_Data listing_
□ □ □
use std::collections::BTreeMap;
use std::fmt;

use serde::{Deserialize, Serialize};
use serde_json::Value;

use super::profile::{ProfileMap, ProfileValue};

/// Query parameters of the inbound callback request.
pub type CallbackQuery = BTreeMap<String, String>;

/// Token endpoint payload. Only `access_token` decides success.
#[derive(Debug, Clone, Default, Deserialize)]
pub struct TokenResponse {
    #[serde(default, deserialize_with = "lenient_string")]
    pub access_token: Option<String>,
    #[serde(default, deserialize_with = "lenient_seconds")]
    pub expires_in: Option<i64>,
    #[serde(default, deserialize_with = "lenient_string")]
    pub refresh_token: Option<String>,
}

impl TokenResponse {
    pub fn access_token(&self) -> Option<&str> {
        self.access_token.as_deref().filter(|t| is_present(t))
    }

    pub fn refresh_token(&self) -> Option<&str> {
        self.refresh_token.as_deref().filter(|t| is_present(t))
    }
}

fn is_present(value: &str) -> bool {
    !value.is_empty() && value != "0"
}

fn lenient_string<'de, D>(deserializer: D) -> Result<Option<String>, D::Error>
where
    D: serde::Deserializer<'de>,
{
    Ok(match Value::deserialize(deserializer)? {
        Value::String(s) => Some(s),
        Value::Number(n) => Some(n.to_string()),
        _ => None,
    })
}

fn lenient_seconds<'de, D>(deserializer: D) -> Result<Option<i64>, D::Error>
where
    D: serde::Deserializer<'de>,
{
    Ok(match Value::deserialize(deserializer)? {
        Value::Number(n) => n.as_i64().or_else(|| n.as_f64().map(|f| f as i64)),
        Value::String(s) => s.trim().parse().ok(),
        _ => None,
    })
}

#[derive(Debug, Clone, PartialEq, Serialize)]
pub struct Credentials {
    pub token: String,
    /// ISO-8601, e.g. `2026-10-19T12:00:00+00:00`. A missing `expires_in`
    /// counts as 0; `None` only when the sum overflows.
    #[serde(skip_serializing_if = "Option::is_none")]
    pub expires: Option<String>,
    #[serde(skip_serializing_if = "Option::is_none")]
    pub refresh_token: Option<String>,
}

/// Normalized identity handed to the host on success.
#[derive(Debug, Clone, PartialEq, Serialize)]
pub struct AuthResult {
    pub uid: String,
    pub info: ProfileMap,
    pub credentials: Credentials,
    pub raw: ProfileMap,
}

impl AuthResult {
    pub fn info_str(&self, key: &str) -> Option<&str> {
        self.info.get(key).and_then(ProfileValue::as_str)
    }
}

#[derive(Debug, Clone, Copy, PartialEq, Eq, Serialize)]
#[serde(rename_all = "snake_case")]
pub enum AuthErrorCode {
    /// The provider redirected back without an authorization code.
    #[serde(rename = "oauth2callback_error")]
    Oauth2Callback,
    AccessTokenError,
    UserinfoError,
}

impl AuthErrorCode {
    pub fn as_str(&self) -> &'static str {
        match self {
            AuthErrorCode::Oauth2Callback => "oauth2callback_error",
            AuthErrorCode::AccessTokenError => "access_token_error",
            AuthErrorCode::UserinfoError => "userinfo_error",
        }
    }
}

impl fmt::Display for AuthErrorCode {
    fn fmt(&self, f: &mut fmt::Formatter<'_>) -> fmt::Result {
        f.write_str(self.as_str())
    }
}

/// Failure handed to the host's error callback, with raw diagnostics.
#[derive(Debug, Clone, PartialEq, Serialize, thiserror::Error)]
#[error("{code}: {}", .message.as_deref().unwrap_or("authentication failed"))]
pub struct AuthError {
    pub code: AuthErrorCode,
    #[serde(skip_serializing_if = "Option::is_none")]
    pub message: Option<String>,
    pub raw: Value,
}

impl AuthError {
    pub fn new(code: AuthErrorCode, raw: Value) -> Self {
        Self {
            code,
            message: None,
            raw,
        }
    }

    pub fn with_message(mut self, message: impl Into<String>) -> Self {
        self.message = Some(message.into());
        self
    }
}

#[cfg(test)]
mod tests {
    use super::*;
    use serde_json::json;

    #[test]
    fn token_response_accepts_numeric_strings() {
        let parsed: TokenResponse =
            serde_json::from_value(json!({"access_token": "t", "expires_in": "3599"})).unwrap();
        assert_eq!(parsed.access_token(), Some("t"));
        assert_eq!(parsed.expires_in, Some(3599));
        assert_eq!(parsed.refresh_token(), None);
    }

    #[test]
    fn empty_access_token_is_absent() {
        let parsed: TokenResponse =
            serde_json::from_value(json!({"access_token": "", "expires_in": 3600})).unwrap();
        assert_eq!(parsed.access_token(), None);

        let parsed: TokenResponse =
            serde_json::from_value(json!({"access_token": null})).unwrap();
        assert_eq!(parsed.access_token(), None);
    }

    #[test]
    fn auth_error_serializes_as_mapping() {
        let err = AuthError::new(AuthErrorCode::AccessTokenError, json!({"response": ""}))
            .with_message("Failed when attempting to obtain access token");

        assert_eq!(
            serde_json::to_value(&err).unwrap(),
            json!({
                "code": "access_token_error",
                "message": "Failed when attempting to obtain access token",
                "raw": {"response": ""}
            })
        );
        assert_eq!(
            err.to_string(),
            "access_token_error: Failed when attempting to obtain access token"
        );
    }

    #[test]
    fn callback_error_omits_message() {
        let err = AuthError::new(AuthErrorCode::Oauth2Callback, json!({"error": "access_denied"}));
        let value = serde_json::to_value(&err).unwrap();
        assert_eq!(value["code"], "oauth2callback_error");
        assert!(value.get("message").is_none());
    }
}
□ □ □
_Problem to solve_
Set down, unchanged, the line that contains "let value = serde_json::to_value(&err).unwrap();" together with every later line in the records, through the last one.

_Answer space_
        let value = serde_json::to_value(&err).unwrap();
        assert_eq!(value["code"], "oauth2callback_error");
        assert!(value.get("message").is_none());
    }
}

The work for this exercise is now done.